Эволюция архитектуры османской мечети - Евгений Иванович Кононенко
Селим Явуз-джами, Стамбул.
План (по Юкселю)
Пропорции двора мечети воспроизводят прототип в Эдирне: семи фасадным ячейкам соответствуют шесть боковых, все перекрыты одинаковыми куполами на парусах, за исключением двух ячеек на михрабной оси – они чуть шире остальных и перекрыты поднятыми на уровень куполов зеркальными сводами, что обеспечивает очевидную доминанту продольной оси. Расположение поперечной проходной оси двора – через вторые с юга ячейки вдоль северного портика мечети – также выдает следование не стамбульской, а эдирнской мечети Баязида II.
Селим Явуз-джами, Стамбул. Вид с юго-запада
Селим Явуз-джами, Стамбул. Интерьер: вид с северо-востока
Постановка минаретов мечети Селима Явуза воспринимается как компромисс по сравнению с двумя Баязид-джами в Эдирне и в Стамбуле. Минареты расположены по углам не текке, а двора, оказываясь на продольных осях прилегающих к молитвенному залу блоков помещений-табхана. Тем самым нарочитый захват пространства, отмеченный для культовой архитектуры Баязида II, уступает место своеобразной компромиссной сдержанности – минареты «возвращаются» к южным углам двора (как это было в мечетях Юч Шерефели, Эйюп, Фатих), но сам двор оказывается шире, чем молитвенный зал.

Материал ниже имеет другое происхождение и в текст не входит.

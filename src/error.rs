// SAMPLER ERRORS
// CONSTRUCTION AND LIFECYCLE ONLY. THE HOT PATH AND THE WINDOW ROLL
// HAVE NO ERROR CONDITIONS.

use std::time::Duration;

use thiserror::Error;

#[derive(Debug, Clone, PartialEq, Eq, Error)]
pub enum ConfigError {
    #[error("window duration must be positive (got {0:?})")]
    ZeroWindow(Duration),

    #[error("samples per window must be at least 1")]
    ZeroSamplesPerWindow,

    #[error("samples per window must fit in a signed 64-bit budget (got {0})")]
    SamplesPerWindowTooLarge(u64),

    #[error("lookback must be at least 1 window")]
    ZeroLookback,
}

#[derive(Debug, Error)]
pub enum SamplerError {
    #[error("invalid sampler configuration: {0}")]
    Config(#[from] ConfigError),

    #[error("sampler window roll is already scheduled")]
    AlreadyStarted,
}
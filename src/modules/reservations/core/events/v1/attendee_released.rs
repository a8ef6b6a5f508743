#[derive(Debug, Clone, serde::Serialize, serde::Deserialize, PartialEq, Eq)]
pub struct AttendeeReleasedV1 {
    pub event_id: String,
    pub user_id: String,
    pub revision: i64,
    pub occurred_at: i64,
    /// False when the user was not on the roster and the release was a no-op.
    pub was_member: bool,
}
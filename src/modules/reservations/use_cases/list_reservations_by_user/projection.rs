/// Mirror row: one user believes they hold a seat at one event.
#[derive(Debug, Clone, PartialEq, Eq, serde::Serialize, serde::Deserialize)]
pub struct MembershipRow {
    pub user_id: String,
    pub event_id: String,
    pub reserved_at: i64,
    pub last_event_id: Option<String>,
}

#[derive(Debug, Clone, PartialEq, Eq, serde::Serialize, serde::Deserialize)]
pub struct MembershipView {
    pub event_id: String,
    pub reserved_at: i64,
}

impl From<MembershipRow> for MembershipView {
    fn from(row: MembershipRow) -> Self {
        Self {
            event_id: row.event_id,
            reserved_at: row.reserved_at,
        }
    }
}
use crate::modules::reservations::core::events::v1::attendee_admitted::AttendeeAdmittedV1;
use crate::modules::reservations::core::events::v1::attendee_released::AttendeeReleasedV1;

/// Follow-up work requested by a successful roster mutation.
/// The outbound intent_outbox adapter translates these into OutboxRows.
pub enum RosterIntent {
    SyncMembershipAdded { payload: AttendeeAdmittedV1 },
    SyncMembershipRemoved { payload: AttendeeReleasedV1 },
}
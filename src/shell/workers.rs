use crate::modules::reservations::adapters::outbound::projections::{
    MembershipProjectionRepository, WatermarkRepository,
};
use crate::modules::reservations::core::events::RosterEvent;
use crate::modules::reservations::use_cases::list_reservations_by_user::handler::Projector;
use crate::shared::infrastructure::intent_outbox::{DomainOutbox, OutboxError, OutboxRow};
use std::sync::Arc;
use std::time::Duration;
use thiserror::Error;

#[derive(Debug, Error)]
pub enum MembershipSyncError {
    #[error("outbox drain failed: {0}")]
    Outbox(#[from] OutboxError),

    #[error("undecodable {event_type} payload: {source}")]
    Decode {
        event_type: String,
        source: serde_json::Error,
    },

    #[error("membership index rejected {stream_id}:{stream_version}: {error}")]
    Projection {
        stream_id: String,
        stream_version: i64,
        error: anyhow::Error,
    },
}

/// Relays roster messages from the outbox into the membership index.
///
/// A message that cannot be applied is logged and dropped. It is never
/// retried and never compensated against the roster.
pub struct MembershipSyncWorker<TOutbox, TRepository, TWatermarkRepository>
where
    TOutbox: DomainOutbox + Send + Sync + 'static,
    TRepository: MembershipProjectionRepository + Send + Sync + 'static,
    TWatermarkRepository: WatermarkRepository + Send + Sync + 'static,
{
    outbox: Arc<TOutbox>,
    projector: Projector<TRepository, TWatermarkRepository>,
    batch_size: usize,
    interval: Duration,
}

impl<TOutbox, TRepository, TWatermarkRepository>
    MembershipSyncWorker<TOutbox, TRepository, TWatermarkRepository>
where
    TOutbox: DomainOutbox + Send + Sync + 'static,
    TRepository: MembershipProjectionRepository + Send + Sync + 'static,
    TWatermarkRepository: WatermarkRepository + Send + Sync + 'static,
{
    pub fn new(
        outbox: Arc<TOutbox>,
        projector: Projector<TRepository, TWatermarkRepository>,
        batch_size: usize,
        interval: Duration,
    ) -> Self {
        Self {
            outbox,
            projector,
            batch_size,
            interval,
        }
    }

    /// Drains one batch. Returns how many messages reached the index.
    pub async fn run_once(&self) -> Result<usize, MembershipSyncError> {
        let rows = self.outbox.drain(self.batch_size).await?;
        let mut applied = 0;
        for row in rows {
            match self.sync_row(&row).await {
                Ok(()) => applied += 1,
                Err(error) => tracing::warn!(
                    stream_id = %row.stream_id,
                    stream_version = row.stream_version,
                    %error,
                    "membership index sync failed, message dropped"
                ),
            }
        }
        Ok(applied)
    }

    pub async fn run(self) {
        tracing::info!(projector = %self.projector.name, "membership sync worker started");
        let mut ticker = tokio::time::interval(self.interval);
        ticker.set_missed_tick_behavior(tokio::time::MissedTickBehavior::Delay);
        loop {
            ticker.tick().await;
            match self.run_once().await {
                Ok(0) => {}
                Ok(applied) => tracing::debug!(applied, "membership index synced"),
                Err(error) => tracing::warn!(%error, "membership sync cycle skipped"),
            }
        }
    }

    async fn sync_row(&self, row: &OutboxRow) -> Result<(), MembershipSyncError> {
        let event: RosterEvent = serde_json::from_value(row.payload.clone()).map_err(|source| {
            MembershipSyncError::Decode {
                event_type: row.event_type.clone(),
                source,
            }
        })?;
        self.projector
            .apply_one(&row.stream_id, row.stream_version, &event)
            .await
            .map_err(|error| MembershipSyncError::Projection {
                stream_id: row.stream_id.clone(),
                stream_version: row.stream_version,
                error,
            })
    }
}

«Большая османская мечеть» как архитектурный тип
Ранняя фаза «классического этапа» османского культового зодчества, приходящаяся на середину XV – начало XVI в., наглядно продемонстрировала размывание довольно стройной и логичной композиционной типологии раннеосманской мечети. Новые требования и условия заказа, формирование «имперского» сознания после ликвидации анатолийских бейликов, падения Византии, балканских, средиземноморских и ближневосточных завоеваний, выстраивание четкой административной иерархии, вершиной которой являлся султан, довольно быстро привели к тому, что сложившиеся ранее композиционные типы мечети – месджит, завие, улу-джами, – удовлетворявшие ритуальным, социальным и риторическим потребностям османского общества (не важно, идет ли речь о государстве или о низовой общине), переместились в область частного патроната. Для выражения государственной риторики и отражения имперской идеологии потребовались иные формы, иной масштаб и соответственно – новый архитектурный тип мечети, окончательно сложившийся в османской архитектуре после взятия Константинополя.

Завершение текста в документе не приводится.